Als Vertreterin des Deutschen Olympischen Sportbundes unterstrich die Vizepräsidentin Frau Professor Dr. Gudrun Doll-Tepper, dass mit Hilfe der Wissenschaft der organisierte Sport in Deutschland eine inklusive Strukturveränderung gezielt weiterentwickeln könne. „10 Jahre Forschungsarbeit des FIBS geben uns heute die Basis dafür, mit den gewonnenen Erkenntnissen zentrale gesellschaftliche Strukturen und Prozesse so anzupassen und, wenn nötig, zu verändern, dass die Teilhabe an Sport und Bewegung im Alltag nachhaltig verbessert werden kann“, sagte der Geschäftsführer Dr. Volker Anneken. „Der weitgreifende Inklusionsprozess stellt hier eine gesamtgesellschaftliche Herausforderung dar“, so Volker Anneken weiter. 

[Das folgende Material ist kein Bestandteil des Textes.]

//! Server initialization and routing
//!
//! This module handles the Axum server setup including:
//! - Router configuration with all endpoints
//! - Middleware stack (CORS, timeout, request tracing)
//! - Graceful shutdown handling

use std::sync::Arc;

use axum::routing::{get, post};
use axum::Router;
use tower_http::cors::{Any, CorsLayer};
use tower_http::timeout::TimeoutLayer;
use tower_http::trace::TraceLayer;
use tracing::info;

use crate::config::ServerConfig;
use crate::routes::{admin, api_info, chat, health, not_found};
use crate::state::ServerState;

/// Build the Axum router with all routes and middleware
pub fn build_router(state: Arc<ServerState>) -> Router {
    let cors = if state.config.enable_cors {
        CorsLayer::new()
            .allow_origin(Any)
            .allow_methods(Any)
            .allow_headers(Any)
    } else {
        CorsLayer::new()
    };

    Router::new()
        .route("/", get(api_info))
        .route("/health", get(health::health_check))
        .route("/get", get(chat::get_bot_response))
        .route("/api/v1/reload", post(admin::reload_intents))
        .fallback(not_found)
        .layer(TimeoutLayer::new(state.config.timeout()))
        .layer(cors)
        .layer(TraceLayer::new_for_http())
        .with_state(state)
}

/// Start the tanya HTTP server
///
/// Binds the configured address and serves until SIGTERM or Ctrl+C.
pub async fn start_server(config: ServerConfig) -> anyhow::Result<()> {
    let addr = config.socket_addr()?;
    let state = Arc::new(ServerState::new(config)?);
    let router = build_router(state);

    let listener = tokio::net::TcpListener::bind(addr).await?;
    info!(%addr, "tanya-server listening");

    axum::serve(listener, router)
        .with_graceful_shutdown(shutdown_signal())
        .await?;
    Ok(())
}

async fn shutdown_signal() {
    let ctrl_c = async {
        tokio::signal::ctrl_c()
            .await
            .expect("failed to install Ctrl+C handler");
    };

    #[cfg(unix)]
    let terminate = async {
        tokio::signal::unix::signal(tokio::signal::unix::SignalKind::terminate())
            .expect("failed to install SIGTERM handler")
            .recv()
            .await;
    };

    #[cfg(not(unix))]
    let terminate = std::future::pending::<()>();

    tokio::select! {
        _ = ctrl_c => {},
        _ = terminate => {},
    }
    info!("shutdown signal received");
}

Zum Team gehören aktuell neun wissenschaftliche Mitarbeiterinnen und Mitarbeiter. Mit dem Fokus auf den Freizeit- und Breitensport möchte das FIBS vor allem zur Entwicklung von Strukturen im (organisierten) Sport beitragen, die die selbstbestimmte Teilhabe an Bewegung und Sport vor Ort sowie die Akzeptanz von Vielfalt ermöglichen. Durch strukturspezifische Studien werden verschiedene Lebensbereiche wie Freizeit, Sport, Wohnumfeld oder Erwerbsleben im Kontext von Mobilität, Bewegung und Sport untersucht. Dazu zählen vor allem der außerschulische Sport, der Vereinssport sowie der selbstorganisierte Sport.